[Entries taken from a collection]
****************************************

//! Configuration validation
//!
//! Rules:
//! - `sensor` attribute present
//! - `sensor` attribute is a string
//!
//! Validation runs before any dependency resolution so a malformed
//! configuration is reported deterministically instead of surfacing as a
//! late binding failure.

use contracts::{ComponentConfig, ComponentError};
use serde_json::Value;

/// Attribute naming the upstream distance sensor.
pub const SENSOR_ATTRIBUTE: &str = "sensor";

/// Attributes that name dependencies this component needs resolved.
const DEPENDENCY_ATTRIBUTES: &[&str] = &[SENSOR_ATTRIBUTE];

/// Validate the configuration and collect implicit dependency names.
///
/// Returns the resource names the host must resolve before the component
/// can be constructed or reconfigured, here exactly the configured
/// upstream sensor.
pub fn validate_config(config: &ComponentConfig) -> Result<Vec<String>, ComponentError> {
    let mut implicit = Vec::with_capacity(DEPENDENCY_ATTRIBUTES.len());

    for attribute in DEPENDENCY_ATTRIBUTES {
        match config.attributes.get(*attribute) {
            Some(Value::String(dependency)) => implicit.push(dependency.clone()),
            Some(other) => {
                return Err(ComponentError::config_validation(
                    *attribute,
                    format!("must be a string, got {other}"),
                ))
            }
            None => {
                return Err(ComponentError::config_validation(
                    *attribute,
                    "is required in the configuration",
                ))
            }
        }
    }

    Ok(implicit)
}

****************************************

(What you are asked to do)
Lines after the one containing "surfacing as a" are not part of the task. Output the entries exactly from their first line through that one.

(Response for this exercise)
//! Configuration validation
//!
//! Rules:
//! - `sensor` attribute present
//! - `sensor` attribute is a string
//!
//! Validation runs before any dependency resolution so a malformed
//! configuration is reported deterministically instead of surfacing as a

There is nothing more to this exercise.